[YOUR OBJECTIVE]
Each line from the opening of the records that follow to the line with "for backups only." needs to be written out exactly. Add nothing.

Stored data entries
################

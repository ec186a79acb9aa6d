//! Config-file version tracker: matches files against configured
//! patterns, keeps the latest parse as a backup plus a chain of structural
//! diffs, and emits `EX_MODIFY_CONFIG` events when tracked content
//! changes. The file id (`fid`) survives renames.
//!
//! Cache layout under the tracker directory:
//!
//! ```text
//! .track
//! ├── backup
//! │   └── <fid>.json
//! ├── diff
//! │   └── <fid>.<version>.json
//! └── index.json
//! ```

pub mod format;
pub mod index;

use std::collections::HashMap;
use std::io;
use std::path::{Path, PathBuf};
use std::sync::{Arc, Mutex as StdMutex};

use serde_json::Value;
use tokio::sync::Mutex as AsyncMutex;
use tracing::{debug, info, warn};

use crate::event::Event;
use format::{diff, reset, Diff, FileFormat, ParseError, Parsed};
use index::{Index, IndexEntry, JsonIndex};

#[derive(Debug, thiserror::Error)]
pub enum TrackerError {
    #[error("file is not tracked: {0}")]
    NotTracked(PathBuf),
    #[error("invalid target version {target}, current version is {latest}")]
    OutOfRange { target: i64, latest: u64 },
    #[error("tracker class pattern {pattern:?} does not compile: {source}")]
    BadPattern {
        pattern: String,
        #[source]
        source: regex::Error,
    },
    #[error("unknown tracker file type: {0:?}")]
    UnknownFormat(String),
    #[error(transparent)]
    Io(#[from] io::Error),
    #[error(transparent)]
    Parse(#[from] ParseError),
}

struct TrackerClass {
    pattern: regex::Regex,
    format: FileFormat,
}

/// File tracker with simple version control. `max_depth` bounds how many
/// diffs are kept per file: -1 for unlimited, 0 for backups only.
pub struct FileTracker {
    backup_dir: PathBuf,
    diff_dir: PathBuf,
    classes: Vec<TrackerClass>,
    max_depth: i64,
    index: Box<dyn Index>,
    locks: StdMutex<HashMap<String, Arc<AsyncMutex<()>>>>,
}

impl FileTracker {
    /// `classes` pairs a path regex with a parser name (`INI`, `JSON`,
    /// `GENERIC`); the first matching class wins.
    pub fn new(
        cache_dir: &Path,
        classes: Vec<(String, String)>,
        max_depth: i64,
    ) -> Result<FileTracker, TrackerError> {
        let backup_dir = cache_dir.join("backup");
        let diff_dir = cache_dir.join("diff");
        std::fs::create_dir_all(&backup_dir)?;
        std::fs::create_dir_all(&diff_dir)?;

        let mut compiled = Vec::with_capacity(classes.len());
        for (pattern, name) in classes {
            let format = FileFormat::parse_name(&name)
                .ok_or_else(|| TrackerError::UnknownFormat(name.clone()))?;
            let pattern_full = format!("^(?:{pattern})$");
            let pattern = regex::Regex::new(&pattern_full).map_err(|source| {
                TrackerError::BadPattern { pattern, source }
            })?;
            compiled.push(TrackerClass { pattern, format });
        }

        let index = JsonIndex::open(cache_dir.join("index.json"))?;
        Ok(FileTracker {
            backup_dir,
            diff_dir,
            classes: compiled,
            max_depth,
            index: Box::new(index),
            locks: StdMutex::new(HashMap::new()),
        })
    }

    fn match_class(&self, path: &str) -> Option<FileFormat> {
        self.classes
            .iter()
            .find(|class| class.pattern.is_match(path))
            .map(|class| class.format)
    }

    fn backup_path(&self, fid: u64) -> PathBuf {
        self.backup_dir.join(format!("{fid}.json"))
    }

    fn diff_path(&self, fid: u64, version: u64) -> PathBuf {
        self.diff_dir.join(format!("{fid}.{version}.json"))
    }

    /// Per-path advisory lock; process-local, as the JSON index backend has
    /// no distributed locking.
    async fn lock_path(&self, path: &str) -> tokio::sync::OwnedMutexGuard<()> {
        let lock = {
            let mut locks = self.locks.lock().unwrap_or_else(|e| e.into_inner());
            Arc::clone(locks.entry(path.to_string()).or_default())
        };
        lock.lock_owned().await
    }

    /// Examines one path: starts tracking it on first sight, otherwise
    /// diffs it against the backup and, on change, advances the version and
    /// returns the `EX_MODIFY_CONFIG` event to emit. Read and parse errors
    /// are logged and end processing without touching the index.
    pub async fn consider(&self, path: &Path) -> Result<Option<Event>, TrackerError> {
        let abs = absolute(path);
        let path_str = abs.to_string_lossy().into_owned();
        let Some(format) = self.match_class(&path_str) else {
            return Ok(None);
        };
        let text = match tokio::fs::read_to_string(&abs).await {
            Ok(text) => text,
            Err(err) => {
                warn!("cannot read {path_str}: {err}");
                return Ok(None);
            }
        };
        let parsed = match Parsed::parse(format, &text) {
            Ok(parsed) => parsed,
            Err(err) => {
                warn!("cannot parse {path_str}: {err}");
                return Ok(None);
            }
        };

        let _guard = self.lock_path(&path_str).await;
        let Some(fid) = self.index.fid_for_path(&path_str) else {
            let fid = self.index.insert(&path_str, format)?;
            self.write_blob(&self.backup_path(fid), &parsed.to_value())
                .await?;
            info!("tracking {path_str} as fid {fid}");
            return Ok(None);
        };

        let before = self.read_blob(&self.backup_path(fid)).await?;
        let old = Parsed::from_value(format, before.clone())?;
        let Some(delta) = diff(&old, &parsed) else {
            return Ok(None);
        };

        let after = parsed.to_value();
        let version = self.index.bump_version(fid)?;
        self.write_blob(&self.backup_path(fid), &after).await?;
        if self.max_depth != 0 {
            self.write_blob(&self.diff_path(fid, version), &delta.to_value())
                .await?;
            if self.max_depth > 0 && version as i64 > self.max_depth {
                let stale = self.diff_path(fid, version - self.max_depth as u64);
                if let Err(err) = tokio::fs::remove_file(&stale).await {
                    if err.kind() != io::ErrorKind::NotFound {
                        warn!("cannot prune {}: {err}", stale.display());
                    }
                }
            }
        }
        debug!("{path_str} advanced to version {version}");
        Ok(Some(Event::modify_config(
            &abs,
            before,
            after,
            delta.to_value(),
        )))
    }

    /// Reconstructs `path` at `version` by reverse-applying diffs from the
    /// latest backup. Negative versions count back from the latest.
    pub async fn checkout(&self, path: &Path, version: i64) -> Result<Parsed, TrackerError> {
        let abs = absolute(path);
        let path_str = abs.to_string_lossy().into_owned();
        let entry = self
            .index
            .fid_for_path(&path_str)
            .and_then(|fid| self.index.entry(fid))
            .ok_or_else(|| TrackerError::NotTracked(abs.clone()))?;

        let latest = entry.version;
        let target = if version >= 0 {
            version
        } else {
            latest as i64 + version
        };
        if target < 0 || target > latest as i64 {
            return Err(TrackerError::OutOfRange { target, latest });
        }
        if self.max_depth >= 0 && latest as i64 - target > self.max_depth {
            return Err(TrackerError::OutOfRange { target, latest });
        }

        let _guard = self.lock_path(&path_str).await;
        let mut parsed =
            Parsed::from_value(entry.format, self.read_blob(&self.backup_path(entry.fid)).await?)?;
        for v in ((target + 1) as u64..=latest).rev() {
            let blob = self.read_blob(&self.diff_path(entry.fid, v)).await?;
            let delta = Diff::from_value(entry.format, blob)?;
            parsed = reset(&parsed, &delta);
        }
        Ok(parsed)
    }

    /// Primes tracking for every regular file directly under `dir`.
    pub async fn watch_dir(&self, dir: &Path) {
        let mut entries = match tokio::fs::read_dir(dir).await {
            Ok(entries) => entries,
            Err(err) => {
                warn!("cannot prime {}: {err}", dir.display());
                return;
            }
        };
        while let Ok(Some(entry)) = entries.next_entry().await {
            if entry.file_type().await.map(|t| t.is_file()).unwrap_or(false) {
                if let Err(err) = self.consider(&entry.path()).await {
                    warn!("cannot prime {}: {err}", entry.path().display());
                }
            }
        }
    }

    /// Re-points a tracked file at its new path after a rename; the fid and
    /// version history carry over.
    pub async fn rename(&self, old: &Path, new: &Path) -> Result<(), TrackerError> {
        let old_str = absolute(old).to_string_lossy().into_owned();
        let _guard = self.lock_path(&old_str).await;
        if let Some(fid) = self.index.fid_for_path(&old_str) {
            let new_str = absolute(new).to_string_lossy().into_owned();
            self.index.set_path(fid, &new_str)?;
            debug!("fid {fid} followed rename {old_str} -> {new_str}");
        }
        Ok(())
    }

    /// Drops index entries whose file no longer exists, along with their
    /// backups and diffs. Returns how many were removed.
    pub async fn wipe(&self) -> usize {
        let mut removed = 0;
        for entry in self.index.all() {
            if Path::new(&entry.path).exists() {
                continue;
            }
            if let Err(err) = self.index.remove(entry.fid) {
                warn!("cannot drop fid {}: {err}", entry.fid);
                continue;
            }
            let _ = tokio::fs::remove_file(self.backup_path(entry.fid)).await;
            for version in 1..=entry.version {
                let _ = tokio::fs::remove_file(self.diff_path(entry.fid, version)).await;
            }
            removed += 1;
        }
        removed
    }

    pub fn entries(&self) -> Vec<IndexEntry> {
        self.index.all()
    }

    async fn read_blob(&self, path: &Path) -> Result<Value, TrackerError> {
        let text = tokio::fs::read_to_string(path).await?;
        Ok(serde_json::from_str(&text).map_err(ParseError::Json)?)
    }

    async fn write_blob(&self, path: &Path, value: &Value) -> Result<(), TrackerError> {
        let text = serde_json::to_string(value).map_err(ParseError::Json)?;
        Ok(tokio::fs::write(path, text).await?)
    }
}

impl std::fmt::Debug for FileTracker {
    fn fmt(&self, f: &mut std::fmt::Formatter<'_>) -> std::fmt::Result {
        f.debug_struct("FileTracker")
            .field("classes", &self.classes.len())
            .field("max_depth", &self.max_depth)
            .finish()
    }
}

fn absolute(path: &Path) -> PathBuf {
    std::path::absolute(path).unwrap_or_else(|_| path.to_path_buf())
}
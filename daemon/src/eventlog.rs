//! Append-only event log. One row per emitted event, keyed by a
//! globally-unique microsecond timestamp (a 4-digit suffix disambiguates
//! same-microsecond rows). A background writer drains a channel with a
//! bounded retry ladder; persistent failure of the primary file falls back
//! to the auxiliary sink.

use std::fs::OpenOptions;
use std::io::{self, Write};
use std::path::PathBuf;
use std::sync::{Arc, Mutex as StdMutex};
use std::time::UNIX_EPOCH;

use chrono::{DateTime, Utc};
use serde::{Deserialize, Serialize};
use tokio::sync::mpsc;
use tokio::task::JoinHandle;
use tracing::{error, warn};

use crate::event::Event;

const MAX_RETRY: usize = 3;
const UID_DIGITS: u32 = 4;

/// A persisted row.
#[derive(Debug, Clone, PartialEq, Serialize, Deserialize)]
pub struct LogRow {
    pub unique_time: String,
    pub mask: u64,
    pub src_path: String,
    pub dest_path: Option<String>,
    pub monitor_pid: u32,
}

/// A row waiting for its unique key; the log assigns it on append.
#[derive(Debug, Clone)]
pub struct PendingRow {
    pub micros: u64,
    pub mask: u64,
    pub src_path: String,
    pub dest_path: Option<String>,
    pub monitor_pid: u32,
}

impl PendingRow {
    pub fn from_event(event: &Event, pid: u32) -> PendingRow {
        let micros = event
            .wall_time
            .duration_since(UNIX_EPOCH)
            .map(|d| d.as_micros() as u64)
            .unwrap_or(0);
        PendingRow {
            micros,
            mask: event.mask.0,
            src_path: event.src_path.to_string_lossy().into_owned(),
            dest_path: event
                .dest_path
                .as_ref()
                .map(|p| p.to_string_lossy().into_owned()),
            monitor_pid: pid,
        }
    }
}

#[derive(Debug, Default, Clone)]
pub struct LogQuery {
    pub from: Option<DateTime<Utc>>,
    pub to: Option<DateTime<Utc>>,
    /// Matched against source and destination paths.
    pub pattern: Option<regex::Regex>,
    pub mask: Option<u64>,
    pub pid: Option<u32>,
}

pub trait EventLog: Send + Sync {
    fn append(&self, row: &PendingRow) -> io::Result<()>;
    fn append_aux(&self, row: &PendingRow) -> io::Result<()>;
    fn query(&self, query: &LogQuery) -> io::Result<Vec<LogRow>>;
}

/// JSONL-file event log. This process is the only writer, so uniqueness is
/// kept by remembering the last assigned key.
pub struct FileEventLog {
    path: PathBuf,
    aux_path: PathBuf,
    last: StdMutex<(u64, u32)>,
}

impl FileEventLog {
    pub fn new(path: impl Into<PathBuf>, aux_path: impl Into<PathBuf>) -> FileEventLog {
        FileEventLog {
            path: path.into(),
            aux_path: aux_path.into(),
            last: StdMutex::new((0, 0)),
        }
    }

    fn write_row(path: &PathBuf, row: &LogRow) -> io::Result<()> {
        let mut file = OpenOptions::new().create(true).append(true).open(path)?;
        let line = serde_json::to_string(row)?;
        writeln!(file, "{line}")
    }

    fn key(micros: u64, uid: Option<u32>) -> String {
        let sec = micros / 1_000_000;
        let usec = micros % 1_000_000;
        match uid {
            Some(uid) => format!("{sec}.{usec:06}{uid:04}"),
            None => format!("{sec}.{usec:06}"),
        }
    }

    /// `sec.usec` prefix of a key as microseconds since the epoch.
    fn key_micros(key: &str) -> Option<u64> {
        let (sec, rest) = key.split_once('.')?;
        let usec = rest.get(..6)?;
        Some(sec.parse::<u64>().ok()? * 1_000_000 + usec.parse::<u64>().ok()?)
    }
}

impl EventLog for FileEventLog {
    fn append(&self, row: &PendingRow) -> io::Result<()> {
        let uid = {
            let mut last = self.last.lock().unwrap_or_else(|e| e.into_inner());
            let uid = if last.0 == row.micros { last.1 + 1 } else { 0 };
            if uid >= 10u32.pow(UID_DIGITS) {
                // Out of same-microsecond ids; the caller routes to aux.
                return Err(io::Error::other("unique-id space exhausted"));
            }
            *last = (row.micros, uid);
            uid
        };
        Self::write_row(
            &self.path,
            &LogRow {
                unique_time: Self::key(row.micros, Some(uid)),
                mask: row.mask,
                src_path: row.src_path.clone(),
                dest_path: row.dest_path.clone(),
                monitor_pid: row.monitor_pid,
            },
        )
    }

    fn append_aux(&self, row: &PendingRow) -> io::Result<()> {
        Self::write_row(
            &self.aux_path,
            &LogRow {
                unique_time: Self::key(row.micros, None),
                mask: row.mask,
                src_path: row.src_path.clone(),
                dest_path: row.dest_path.clone(),
                monitor_pid: row.monitor_pid,
            },
        )
    }

    fn query(&self, query: &LogQuery) -> io::Result<Vec<LogRow>> {
        let text = match std::fs::read_to_string(&self.path) {
            Ok(text) => text,
            Err(err) if err.kind() == io::ErrorKind::NotFound => return Ok(Vec::new()),
            Err(err) => return Err(err),
        };
        let from = query.from.map(|t| t.timestamp_micros().max(0) as u64);
        let to = query.to.map(|t| t.timestamp_micros().max(0) as u64);
        let mut rows = Vec::new();
        for line in text.lines() {
            let Ok(row) = serde_json::from_str::<LogRow>(line) else {
                continue;
            };
            let Some(micros) = Self::key_micros(&row.unique_time) else {
                continue;
            };
            if from.is_some_and(|from| micros < from) || to.is_some_and(|to| micros >= to) {
                continue;
            }
            if query.mask.is_some_and(|mask| row.mask & mask == 0) {
                continue;
            }
            if query.pid.is_some_and(|pid| row.monitor_pid != pid) {
                continue;
            }
            if let Some(pattern) = &query.pattern {
                let dest_hit = row.dest_path.as_deref().is_some_and(|d| pattern.is_match(d));
                if !pattern.is_match(&row.src_path) && !dest_hit {
                    continue;
                }
            }
            rows.push(row);
        }
        Ok(rows)
    }
}

impl std::fmt::Debug for FileEventLog {
    fn fmt(&self, f: &mut std::fmt::Formatter<'_>) -> std::fmt::Result {
        f.debug_struct("FileEventLog")
            .field("path", &self.path)
            .field("aux_path", &self.aux_path)
            .finish()
    }
}

/// Handle to the background writer task.
#[derive(Debug, Clone)]
pub struct LogWriter {
    tx: mpsc::Sender<PendingRow>,
}

impl LogWriter {
    pub fn spawn(log: Arc<dyn EventLog>) -> (LogWriter, JoinHandle<()>) {
        let (tx, mut rx) = mpsc::channel::<PendingRow>(10_000);
        let handle = tokio::spawn(async move {
            while let Some(row) = rx.recv().await {
                let mut written = false;
                for _ in 0..MAX_RETRY {
                    if log.append(&row).is_ok() {
                        written = true;
                        break;
                    }
                }
                if !written {
                    warn!("cannot record {} in the event log, trying aux", row.src_path);
                    if let Err(err) = log.append_aux(&row) {
                        error!("cannot record {} in the aux log either: {err}", row.src_path);
                    }
                }
            }
        });
        (LogWriter { tx }, handle)
    }

    /// Queues one event for persistence. Uses `try_send` so a stalled log
    /// never blocks the event pipeline; overflow drops the row.
    pub fn submit(&self, event: &Event, pid: u32) {
        let _ = self.tx.try_send(PendingRow::from_event(event, pid));
    }
}

#[cfg(test)]
mod tests {
    use super::*;
    use crate::event::EventMask;

    fn pending(micros: u64, mask: EventMask, src: &str, pid: u32) -> PendingRow {
        PendingRow {
            micros,
            mask: mask.0,
            src_path: src.to_string(),
            dest_path: None,
            monitor_pid: pid,
        }
    }

    #[test]
    fn same_microsecond_rows_get_distinct_keys() {
        let dir = tempfile::tempdir().unwrap();
        let log = FileEventLog::new(dir.path().join("log"), dir.path().join("aux"));
        log.append(&pending(1_000_001, EventMask::CREATE, "/a", 1)).unwrap();
        log.append(&pending(1_000_001, EventMask::CREATE, "/b", 1)).unwrap();
        log.append(&pending(1_000_002, EventMask::CREATE, "/c", 1)).unwrap();

        let rows = log.query(&LogQuery::default()).unwrap();
        assert_eq!(rows[0].unique_time, "1.0000010000");
        assert_eq!(rows[1].unique_time, "1.0000010001");
        assert_eq!(rows[2].unique_time, "1.0000020000");
    }

    #[test]
    fn query_filters_compose() {
        let dir = tempfile::tempdir().unwrap();
        let log = FileEventLog::new(dir.path().join("log"), dir.path().join("aux"));
        log.append(&pending(1_000_000, EventMask::CREATE, "/etc/a.ini", 1)).unwrap();
        log.append(&pending(2_000_000, EventMask::DELETE, "/etc/b.ini", 1)).unwrap();
        log.append(&pending(3_000_000, EventMask::CREATE, "/var/c.log", 2)).unwrap();

        let by_mask = log
            .query(&LogQuery {
                mask: Some(EventMask::CREATE.0),
                ..LogQuery::default()
            })
            .unwrap();
        assert_eq!(by_mask.len(), 2);

        let by_pattern = log
            .query(&LogQuery {
                pattern: Some(regex::Regex::new(r"\.ini").unwrap()),
                ..LogQuery::default()
            })
            .unwrap();
        assert_eq!(by_pattern.len(), 2);

        let by_pid = log
            .query(&LogQuery {
                pid: Some(2),
                ..LogQuery::default()
            })
            .unwrap();
        assert_eq!(by_pid.len(), 1);

        let since = log
            .query(&LogQuery {
                from: Some(DateTime::from_timestamp(2, 0).unwrap()),
                ..LogQuery::default()
            })
            .unwrap();
        assert_eq!(since.len(), 2);

        let until = log
            .query(&LogQuery {
                to: Some(DateTime::from_timestamp(2, 0).unwrap()),
                ..LogQuery::default()
            })
            .unwrap();
        assert_eq!(until.len(), 1);
    }

    #[tokio::test]
    async fn writer_falls_back_to_aux() {
        let dir = tempfile::tempdir().unwrap();
        // Primary path cannot be created; every append fails.
        let log = Arc::new(FileEventLog::new(
            dir.path().join("missing/dir/log"),
            dir.path().join("aux"),
        ));
        let (writer, handle) = LogWriter::spawn(Arc::clone(&log) as Arc<dyn EventLog>);

        let event = Event::meta("overflow warning");
        writer.submit(&event, 7);
        drop(writer);
        handle.await.unwrap();

        let aux = std::fs::read_to_string(dir.path().join("aux")).unwrap();
        assert_eq!(aux.lines().count(), 1);
    }
}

################

[OUTPUT BELOW]
repository ec186a79acb9aa6d
//! Config-file version tracker: matches files against configured
//! patterns, keeps the latest parse as a backup plus a chain of structural
//! diffs, and emits `EX_MODIFY_CONFIG` events when tracked content
//! changes. The file id (`fid`) survives renames.
//!
//! Cache layout under the tracker directory:
//!
//! ```text
//! .track
//! ├── backup
//! │   └── <fid>.json
//! ├── diff
//! │   └── <fid>.<version>.json
//! └── index.json
//! ```

pub mod format;
pub mod index;

use std::collections::HashMap;
use std::io;
use std::path::{Path, PathBuf};
use std::sync::{Arc, Mutex as StdMutex};

use serde_json::Value;
use tokio::sync::Mutex as AsyncMutex;
use tracing::{debug, info, warn};

use crate::event::Event;
use format::{diff, reset, Diff, FileFormat, ParseError, Parsed};
use index::{Index, IndexEntry, JsonIndex};

#[derive(Debug, thiserror::Error)]
pub enum TrackerError {
    #[error("file is not tracked: {0}")]
    NotTracked(PathBuf),
    #[error("invalid target version {target}, current version is {latest}")]
    OutOfRange { target: i64, latest: u64 },
    #[error("tracker class pattern {pattern:?} does not compile: {source}")]
    BadPattern {
        pattern: String,
        #[source]
        source: regex::Error,
    },
    #[error("unknown tracker file type: {0:?}")]
    UnknownFormat(String),
    #[error(transparent)]
    Io(#[from] io::Error),
    #[error(transparent)]
    Parse(#[from] ParseError),
}

struct TrackerClass {
    pattern: regex::Regex,
    format: FileFormat,
}

/// File tracker with simple version control. `max_depth` bounds how many
/// diffs are kept per file: -1 for unlimited, 0 for backups only.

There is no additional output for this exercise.